MW Caroline Gilby is a member of the Circle of Wine Writers and she contributes as freelance writer to magazines including Decanter, Harpers, The Drinks Business, VinCE and Meiningers Wine Business International. She also contributed to Hugh Johnson’s Pocket Wine Book, The Wine Opus and other books including Oxford Companion to Wine and Wines of the world, and while it was still being published Tom Stevenson’s Wine Report.
Caroline judges regularly at international wine competitions including being appointed Panel Chair for Hungary at Decanter World Wine Awards in 2011 and have since added Slovenia, Romania and Czech Republic to her responsibilities.
She is specialized in Central and Eastern-European wines and is seen like a true Romanian Wine Ambassador. The MW discovered wine when she was studying for her doctorate in plant sciences. Her university had a wine society and as she liked wine, but knew nothing about it, it seemed like a fun thing to do. She then went on to win tasting competitions and also a trip to stay on a port vineyard. It was there that she had her road to Damascus moment about working in wine.
Caroline Gilby encountered Romanian wine when she got her first job as trainee buyer for a chain of wine shops in the late 1980s. Eastern European wine was huge in the UK then, but not very glamorous, so it was her first buying responsibility. That included Romania. “It's been fascinating following the very rapid evolution of the wine industry since then” the wine writer says. When asked about how she would describe now Romanian wines in a single sentence, she answered promptly: "Wines from the heart of Eastern Europe with a distinctly Latin twist".
Romania has a long history in winemaking, but the first private winery dates since 1993. So where do they stand right now in terms of quality in comparison with other European winemaking countries? Caroline says that its still a relatively young industry, so still work in progress for many producers. “The best wines are definitely of global standard, though most exciting when they clearly show a sense of their place of origin. Not everyone is making wines up to global standards though - too many have over-extracted tannins or too much wood”. Honesty in her job is definitely one of her strong points.
So far, we know that Romanian wines can be very good, but what are they missing to become as popular as Spanish or French wines? “Time and money to be honest. It takes time to build a reputation and France and Spain have centuries behind them, while Romania in its current form is barely a couple of decades old. It also takes money to tell the world Romania's story, and to show them the wines, people and places that have shaped them.”

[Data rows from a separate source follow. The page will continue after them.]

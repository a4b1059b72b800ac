//! Inventory store abstraction
//!
//! The export pipeline never talks to a concrete store; it reads a full
//! snapshot through this trait. Adapters map their backend failures into
//! the domain `StoreError` taxonomy and never leak implementation types.

use crate::domain::item::ItemRecord;
use crate::domain::Result;
use async_trait::async_trait;

/// Read interface to an inventory store
///
/// The contract is a single full snapshot: `list_all_items` returns every
/// record currently in the store, photos included, with no filtering. The
/// export pipeline holds the snapshot immutably and never writes back.
#[async_trait]
pub trait InventoryStore: Send + Sync {
    /// Returns the full current set of item records
    ///
    /// # Errors
    ///
    /// Returns an error if the snapshot cannot be read.
    async fn list_all_items(&self) -> Result<Vec<ItemRecord>>;

    /// Number of records currently in the store
    ///
    /// # Errors
    ///
    /// Returns an error if the snapshot cannot be read.
    async fn count_items(&self) -> Result<usize> {
        Ok(self.list_all_items().await?.len())
    }
}
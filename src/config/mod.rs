//! Configuration management
//!
//! TOML-backed configuration with environment substitution and
//! `MEDIVAULT_*` overrides.

pub mod loader;
pub mod schema;

pub use loader::load_config;
pub use schema::{
    ApplicationConfig, ExportConfig, LoggingConfig, StoreBackend, StoreConfig, VaultConfig,
    VerificationConfig,
};
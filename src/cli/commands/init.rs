//! Init command implementation
//!
//! Generates a starter configuration file.

use clap::Args;
use std::fs;
use std::path::Path;

/// Arguments for the init command
#[derive(Args, Debug)]
pub struct InitArgs {
    /// Path where to create the configuration file
    #[arg(short, long, default_value = "medivault.toml")]
    pub output: String,

    /// Overwrite existing file
    #[arg(long)]
    pub force: bool,
}

impl InitArgs {
    /// Execute the init command
    pub async fn execute(&self) -> anyhow::Result<i32> {
        tracing::info!(output = %self.output, "Initializing configuration file");

        if Path::new(&self.output).exists() && !self.force {
            println!("❌ Configuration file already exists: {}", self.output);
            println!("   Use --force to overwrite");
            return Ok(2);
        }

        match fs::write(&self.output, Self::generate_config()) {
            Ok(_) => {
                println!("✅ Configuration file created: {}", self.output);
                println!();
                println!("Next steps:");
                println!("  1. Point store.path at your MediVault backup JSON file");
                println!("  2. Validate configuration: medivault validate-config");
                println!("  3. Run an export: medivault export");
                println!("     (add --with-photos for a ZIP backup with photo attachments)");
                println!();
                Ok(0)
            }
            Err(e) => {
                println!("❌ Failed to write configuration file");
                println!("   Error: {}", e);
                Ok(5)
            }
        }
    }

    /// Generate the starter configuration
    fn generate_config() -> String {
        r#"# MediVault Export Service Configuration

[application]
log_level = "info"

[store]
# Inventory source (json | memory)
backend = "json"
path = "medivault-items.json"

[export]
# Directory export files are delivered into
output_dir = "exports"
overwrite = false

[verification]
# Re-open produced ZIP backups and check their structure
enable_verification = true

[logging]
local_enabled = false
local_path = "logs"
local_rotation = "daily"
"#
        .to_string()
    }
}

#[cfg(test)]
mod tests {
    use super::*;

    #[test]
    fn test_generated_config_parses_and_validates() {
        use crate::config::VaultConfig;

        let config: VaultConfig = toml::from_str(&InitArgs::generate_config()).unwrap();
        assert!(config.validate().is_ok());
        assert_eq!(config.export.output_dir, "exports");
    }
}
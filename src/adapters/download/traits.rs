//! Download sink abstraction
//!
//! A sink consumes a finished export blob whole — delivery is atomic from
//! the pipeline's perspective: the blob lands in full or not at all.

use crate::core::export::artifact::ExportResult;
use crate::domain::Result;
use async_trait::async_trait;

/// Where a delivered export ended up
#[derive(Debug, Clone, PartialEq, Eq)]
pub struct DeliveryReceipt {
    /// Sink-specific location (a filesystem path for the CLI sink)
    pub location: String,
}

/// Consumer of finished export blobs
#[async_trait]
pub trait DownloadSink: Send + Sync {
    /// Delivers the blob
    ///
    /// # Errors
    ///
    /// Returns an error if the blob cannot be delivered; partial delivery
    /// is not permitted.
    async fn deliver(&self, export: &ExportResult) -> Result<DeliveryReceipt>;
}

The future is looking bright for Romanian wines, though. The Master of Wine says that a big strength is that “Eastern Europe is hot at the moment. It's the last undiscovered corner of the wine world, with its own unique grape varieties and wine styles, but has a long history and authenticity that give credibility.”

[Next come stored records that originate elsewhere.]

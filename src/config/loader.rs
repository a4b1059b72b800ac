//! Configuration loader with TOML parsing and environment variable overrides

use super::schema::{StoreBackend, VaultConfig};
use crate::domain::errors::VaultError;
use crate::domain::result::Result;
use regex::Regex;
use std::fs;
use std::path::Path;

/// Loads configuration from a TOML file
///
/// This function:
/// 1. Reads the TOML file
/// 2. Performs environment variable substitution (`${VAR}` syntax)
/// 3. Parses the TOML into VaultConfig
/// 4. Applies environment variable overrides (`MEDIVAULT_*` prefix)
/// 5. Validates the configuration
///
/// # Errors
///
/// Returns an error if:
/// - File cannot be read
/// - TOML parsing fails
/// - Environment variable substitution fails
/// - Configuration validation fails
///
/// # Examples
///
/// ```no_run
/// use medivault::config::loader::load_config;
///
/// let config = load_config("medivault.toml").expect("Failed to load config");
/// ```
pub fn load_config(path: impl AsRef<Path>) -> Result<VaultConfig> {
    let path = path.as_ref();

    if !path.exists() {
        return Err(VaultError::Configuration(format!(
            "Configuration file not found: {}",
            path.display()
        )));
    }

    let contents = fs::read_to_string(path).map_err(|e| {
        VaultError::Configuration(format!(
            "Failed to read configuration file {}: {}",
            path.display(),
            e
        ))
    })?;

    let contents = substitute_env_vars(&contents)?;

    let mut config: VaultConfig = toml::from_str(&contents)
        .map_err(|e| VaultError::Configuration(format!("Failed to parse TOML: {}", e)))?;

    apply_env_overrides(&mut config)?;

    config.validate().map_err(|e| {
        VaultError::Configuration(format!("Configuration validation failed: {}", e))
    })?;

    Ok(config)
}

/// Substitutes environment variables in the format `${VAR_NAME}`
///
/// # Errors
///
/// Returns an error if a referenced environment variable is not set
fn substitute_env_vars(input: &str) -> Result<String> {
    let re = Regex::new(r"\$\{([A-Z_][A-Z0-9_]*)\}").unwrap();
    let mut result = String::new();
    let mut missing_vars = Vec::new();

    // Process line by line to skip comments
    for line in input.lines() {
        let trimmed = line.trim_start();

        if trimmed.starts_with('#') {
            result.push_str(line);
            result.push('\n');
            continue;
        }

        let mut processed_line = line.to_string();
        for cap in re.captures_iter(line) {
            let var_name = &cap[1];
            match std::env::var(var_name) {
                Ok(value) => {
                    let placeholder = format!("${{{}}}", var_name);
                    processed_line = processed_line.replace(&placeholder, &value);
                }
                Err(_) => {
                    if !missing_vars.contains(&var_name.to_string()) {
                        missing_vars.push(var_name.to_string());
                    }
                }
            }
        }
        result.push_str(&processed_line);
        result.push('\n');
    }

    if !missing_vars.is_empty() {
        return Err(VaultError::Configuration(format!(
            "Missing environment variables: {}",
            missing_vars.join(", ")
        )));
    }

    Ok(result)
}

/// Applies `MEDIVAULT_*` environment variable overrides
fn apply_env_overrides(config: &mut VaultConfig) -> Result<()> {
    if let Ok(level) = std::env::var("MEDIVAULT_APPLICATION_LOG_LEVEL") {
        tracing::debug!(log_level = %level, "Overriding log level from environment");
        config.application.log_level = level;
    }

    if let Ok(backend) = std::env::var("MEDIVAULT_STORE_BACKEND") {
        config.store.backend = match backend.to_lowercase().as_str() {
            "json" => StoreBackend::Json,
            "memory" => StoreBackend::Memory,
            other => {
                return Err(VaultError::Configuration(format!(
                    "Invalid MEDIVAULT_STORE_BACKEND '{other}'. Must be 'json' or 'memory'"
                )));
            }
        };
    }

    if let Ok(path) = std::env::var("MEDIVAULT_STORE_PATH") {
        config.store.path = Some(path);
    }

    if let Ok(dir) = std::env::var("MEDIVAULT_EXPORT_OUTPUT_DIR") {
        config.export.output_dir = dir;
    }

    if let Ok(value) = std::env::var("MEDIVAULT_EXPORT_OVERWRITE") {
        config.export.overwrite = parse_bool("MEDIVAULT_EXPORT_OVERWRITE", &value)?;
    }

    if let Ok(value) = std::env::var("MEDIVAULT_VERIFICATION_ENABLED") {
        config.verification.enable_verification =
            parse_bool("MEDIVAULT_VERIFICATION_ENABLED", &value)?;
    }

    Ok(())
}

fn parse_bool(name: &str, value: &str) -> Result<bool> {
    match value.to_lowercase().as_str() {
        "true" | "1" => Ok(true),
        "false" | "0" => Ok(false),
        other => Err(VaultError::Configuration(format!(
            "Invalid {name} '{other}'. Must be 'true' or 'false'"
        ))),
    }
}

#[cfg(test)]
mod tests {
    use super::*;

    #[test]
    fn test_substitute_known_var() {
        std::env::set_var("MEDIVAULT_TEST_SUBST", "items.json");
        let result = substitute_env_vars("path = \"${MEDIVAULT_TEST_SUBST}\"").unwrap();
        assert_eq!(result, "path = \"items.json\"\n");
        std::env::remove_var("MEDIVAULT_TEST_SUBST");
    }

    #[test]
    fn test_substitute_missing_var_fails() {
        std::env::remove_var("MEDIVAULT_TEST_MISSING");
        let result = substitute_env_vars("path = \"${MEDIVAULT_TEST_MISSING}\"");
        assert!(result.is_err());
    }

    #[test]
    fn test_substitute_skips_comments() {
        std::env::remove_var("MEDIVAULT_TEST_COMMENTED");
        let result = substitute_env_vars("# path = \"${MEDIVAULT_TEST_COMMENTED}\"").unwrap();
        assert!(result.contains("MEDIVAULT_TEST_COMMENTED"));
    }

    #[test]
    fn test_parse_bool_variants() {
        assert!(parse_bool("X", "true").unwrap());
        assert!(parse_bool("X", "1").unwrap());
        assert!(!parse_bool("X", "false").unwrap());
        assert!(!parse_bool("X", "0").unwrap());
        assert!(parse_bool("X", "yes").is_err());
    }

    #[test]
    fn test_load_config_missing_file() {
        let result = load_config("/nonexistent/medivault.toml");
        assert!(result.is_err());
    }
}
//! Photo-export archive construction
//!
//! Builds the ZIP backup bundle: one CSV manifest identical to the plain
//! CSV export, plus one entry per photo attachment named
//! `{slug}-{index}.{ext}`. Items without photos still appear in the
//! manifest but contribute no entries.

use crate::core::export::csv::serialize_items;
use crate::domain::errors::ExportError;
use crate::domain::item::ItemRecord;
use std::io::{Cursor, Write};
use zip::write::SimpleFileOptions;
use zip::CompressionMethod;

/// Entry name of the CSV manifest inside the archive
pub const MANIFEST_NAME: &str = "inventory.csv";

/// Upper bound on slug length in photo entry names
pub const SLUG_MAX_LEN: usize = 40;

/// Builds the photo-export ZIP archive for an inventory snapshot
///
/// # Errors
///
/// - [`ExportError::EmptyInput`] for a zero-record snapshot
/// - [`ExportError::NoPhotos`] when no item carries a photo
/// - [`ExportError::Serialization`] for undecodable photo payloads or
///   archive writer failures
pub fn build_archive(items: &[ItemRecord]) -> Result<Vec<u8>, ExportError> {
    if items.is_empty() {
        return Err(ExportError::EmptyInput);
    }

    let total_photos: usize = items.iter().map(|item| item.photos.len()).sum();
    if total_photos == 0 {
        return Err(ExportError::NoPhotos);
    }

    let manifest = serialize_items(items)?;

    let mut archive = zip::ZipWriter::new(Cursor::new(Vec::new()));

    archive
        .start_file(MANIFEST_NAME, entry_options())
        .map_err(|e| ExportError::Serialization(format!("manifest entry: {e}")))?;
    archive
        .write_all(manifest.as_bytes())
        .map_err(|e| ExportError::Serialization(format!("manifest entry: {e}")))?;

    for item in items {
        let slug = slugify(&item.name);
        for (index, photo) in item.photos.iter().enumerate() {
            let bytes = photo
                .decode()
                .map_err(|e| ExportError::Serialization(format!("photo for '{}': {e}", item.name)))?;

            let entry = photo_entry_name(&slug, index, photo.extension());
            archive
                .start_file(entry.as_str(), entry_options())
                .map_err(|e| ExportError::Serialization(format!("photo entry {entry}: {e}")))?;
            archive
                .write_all(&bytes)
                .map_err(|e| ExportError::Serialization(format!("photo entry {entry}: {e}")))?;
        }
    }

    let cursor = archive
        .finish()
        .map_err(|e| ExportError::Serialization(format!("archive finish: {e}")))?;

    tracing::debug!(
        items = items.len(),
        photos = total_photos,
        "Built photo-export archive"
    );

    Ok(cursor.into_inner())
}

fn entry_options() -> SimpleFileOptions {
    SimpleFileOptions::default().compression_method(CompressionMethod::Deflated)
}

/// Deterministic archive entry name for a photo
///
/// `index` is the zero-based position within the item's photo list;
/// entries are numbered from 1.
pub fn photo_entry_name(slug: &str, index: usize, extension: &str) -> String {
    format!("{}-{}.{}", slug, index + 1, extension)
}

/// Filesystem-safe slug of an item display name
///
/// Lowercases, collapses every non-alphanumeric run to a single `-`,
/// trims separators, and truncates to [`SLUG_MAX_LEN`]. Names with no
/// usable characters fall back to `item`.
pub fn slugify(name: &str) -> String {
    let mut slug = String::with_capacity(name.len());
    let mut last_was_dash = false;

    for c in name.chars() {
        if c.is_ascii_alphanumeric() {
            slug.push(c.to_ascii_lowercase());
            last_was_dash = false;
        } else if !last_was_dash && !slug.is_empty() {
            slug.push('-');
            last_was_dash = true;
        }
    }

    while slug.ends_with('-') {
        slug.pop();
    }

    slug.truncate(SLUG_MAX_LEN);
    while slug.ends_with('-') {
        slug.pop();
    }

    if slug.is_empty() {
        "item".to_string()
    } else {
        slug
    }
}
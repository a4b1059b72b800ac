//! Filesystem download sink
//!
//! Writes the export blob into a configured output directory, creating
//! the directory on first use. Existing files are never silently
//! overwritten unless the sink was configured to allow it.

use crate::adapters::download::traits::{DeliveryReceipt, DownloadSink};
use crate::core::export::artifact::ExportResult;
use crate::domain::errors::ExportError;
use crate::domain::Result;
use async_trait::async_trait;
use std::path::PathBuf;

/// [`DownloadSink`] writing into a directory on disk
#[derive(Debug, Clone)]
pub struct FsSink {
    output_dir: PathBuf,
    overwrite: bool,
}

impl FsSink {
    /// Creates a sink writing into `output_dir`, refusing overwrites
    pub fn new(output_dir: impl Into<PathBuf>) -> Self {
        Self {
            output_dir: output_dir.into(),
            overwrite: false,
        }
    }

    /// Allows replacing an existing file of the same name
    pub fn with_overwrite(mut self, overwrite: bool) -> Self {
        self.overwrite = overwrite;
        self
    }
}

#[async_trait]
impl DownloadSink for FsSink {
    async fn deliver(&self, export: &ExportResult) -> Result<DeliveryReceipt> {
        tokio::fs::create_dir_all(&self.output_dir)
            .await
            .map_err(|e| {
                ExportError::DeliveryFailed(format!(
                    "cannot create {}: {e}",
                    self.output_dir.display()
                ))
            })?;

        let target = self.output_dir.join(&export.filename);
        if !self.overwrite && target.exists() {
            return Err(ExportError::DeliveryFailed(format!(
                "{} already exists",
                target.display()
            ))
            .into());
        }

        tokio::fs::write(&target, &export.bytes).await.map_err(|e| {
            ExportError::DeliveryFailed(format!("cannot write {}: {e}", target.display()))
        })?;

        tracing::info!(
            path = %target.display(),
            bytes = export.bytes.len(),
            mime_type = %export.mime_type,
            "Export delivered"
        );

        Ok(DeliveryReceipt {
            location: target.display().to_string(),
        })
    }
}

MW Caroline Gilby will host a Romanian Mastreclass at ProWein 2016 with producers from the Romanian Wine Promotion Association. Those present will get to find out more about SERVE Winery’s great blends, Avincis’s Negru de Dragasani, Liliac’s sweet Nectar of Transylvania, Corcova Roy&Damboviceanu’s Feteasca Neagra, LacertA’s famous Shiraz, Oprisor Winery’s memorable Cabernet Sauvignon, Aurelia Visinescu’s extraordinary blend, Vinarte’s Prince, Balla Geza’s Stonewine, Petro Vaselo’s Feteasca Neagra, Casa de Vinuri Cotnari’s unique Tamaioasa Romaneasca and Davino’s Domaine Ceptura Rouge.

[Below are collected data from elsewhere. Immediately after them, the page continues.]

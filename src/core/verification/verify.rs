//! Post-export archive verification
//!
//! Re-opens a delivered ZIP from its bytes and checks the structural
//! contract: the manifest entry exists with the expected row count, and
//! the photo-entry count matches the snapshot. Failures land in the
//! report, not in the caller's face — the file has already shipped.

use crate::core::export::archive::MANIFEST_NAME;
use crate::core::verification::report::VerificationReport;
use crate::domain::errors::VaultError;
use crate::domain::Result;
use std::io::{Cursor, Read};

/// Verifies a photo-export archive against its source snapshot
pub struct ArchiveVerifier {
    expected_items: usize,
    expected_photos: usize,
}

impl ArchiveVerifier {
    /// Creates a verifier for a snapshot of `items` records carrying
    /// `photos` attachments in total
    pub fn new(expected_items: usize, expected_photos: usize) -> Self {
        Self {
            expected_items,
            expected_photos,
        }
    }

    /// Runs all checks against the archive bytes
    ///
    /// # Errors
    ///
    /// Returns an error only when the bytes are not a readable ZIP at all;
    /// content mismatches are reported as failures, not errors.
    pub fn verify(&self, bytes: &[u8]) -> Result<VerificationReport> {
        let mut archive = zip::ZipArchive::new(Cursor::new(bytes))
            .map_err(|e| VaultError::Serialization(format!("unreadable archive: {e}")))?;

        let mut failures = Vec::new();
        let expected_rows = self.expected_items + 1;

        let names: Vec<String> = archive.file_names().map(String::from).collect();
        let manifest_found = names.iter().any(|n| n == MANIFEST_NAME);
        let photo_entries = names.iter().filter(|n| n.as_str() != MANIFEST_NAME).count();

        let manifest_rows = if manifest_found {
            let mut manifest = String::new();
            archive
                .by_name(MANIFEST_NAME)
                .map_err(|e| VaultError::Serialization(format!("manifest entry: {e}")))?
                .read_to_string(&mut manifest)
                .map_err(|e| VaultError::Serialization(format!("manifest entry: {e}")))?;
            count_csv_rows(&manifest)?
        } else {
            failures.push(format!("manifest {MANIFEST_NAME} missing"));
            0
        };

        if manifest_found && manifest_rows != expected_rows {
            failures.push(format!(
                "expected {expected_rows} manifest rows, found {manifest_rows}"
            ));
        }

        if photo_entries != self.expected_photos {
            failures.push(format!(
                "expected {} photo entries, found {photo_entries}",
                self.expected_photos
            ));
        }

        tracing::debug!(
            manifest_found,
            manifest_rows,
            photo_entries,
            failures = failures.len(),
            "Archive verification finished"
        );

        Ok(VerificationReport {
            manifest_found,
            manifest_rows,
            expected_rows,
            photo_entries,
            expected_photos: self.expected_photos,
            failures,
        })
    }
}

/// CSV-aware row count (header included)
///
/// Quoted fields may span lines, so a plain line count would overcount
/// records with multiline notes.
fn count_csv_rows(manifest: &str) -> Result<usize> {
    let mut reader = csv::ReaderBuilder::new()
        .has_headers(false)
        .flexible(true)
        .from_reader(manifest.as_bytes());

    let mut rows = 0;
    for record in reader.records() {
        record.map_err(|e| VaultError::Serialization(format!("manifest csv: {e}")))?;
        rows += 1;
    }
    Ok(rows)
}
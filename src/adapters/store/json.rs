//! JSON-file inventory store
//!
//! Reads item records from a JSON array on disk — the CLI's data source
//! when exporting a MediVault backup file. The file is the store's export
//! wire format: an array of camelCase item records.

use crate::adapters::store::traits::InventoryStore;
use crate::domain::errors::StoreError;
use crate::domain::item::ItemRecord;
use crate::domain::Result;
use async_trait::async_trait;
use std::path::{Path, PathBuf};

/// [`InventoryStore`] backed by a JSON file
#[derive(Debug, Clone)]
pub struct JsonStore {
    path: PathBuf,
}

impl JsonStore {
    /// Creates a store reading from the given file path
    pub fn new(path: impl Into<PathBuf>) -> Self {
        Self { path: path.into() }
    }

    /// The backing file path
    pub fn path(&self) -> &Path {
        &self.path
    }
}

#[async_trait]
impl InventoryStore for JsonStore {
    async fn list_all_items(&self) -> Result<Vec<ItemRecord>> {
        if !self.path.exists() {
            return Err(StoreError::NotFound(self.path.display().to_string()).into());
        }

        let contents = tokio::fs::read_to_string(&self.path)
            .await
            .map_err(|e| StoreError::ReadFailed(format!("{}: {e}", self.path.display())))?;

        let items: Vec<ItemRecord> = serde_json::from_str(&contents)
            .map_err(|e| StoreError::ParseFailed(format!("{}: {e}", self.path.display())))?;

        tracing::debug!(
            path = %self.path.display(),
            count = items.len(),
            "Loaded inventory snapshot"
        );

        Ok(items)
    }
}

When asked what should one expect to hear there, she answered very straight forward “I aim to show a snapshot of Romania through the lens of its wines. I like to give context and insight into the stories and people behind the wines, not just an analysis of winemaking techniques or over the top descriptive tasting notes (the audience can do this bit for themselves). I hope to show exciting local varieties and blends that are uniquely Romanian plus some international varieties to benchmark where Romania stands.”
Today, Caroline Gilby wants to encourage people to drink better wines and to be brave enough to try “something a little unknown”. She manages to educate people all over the world in terms of wine and the best thing is that she never stops.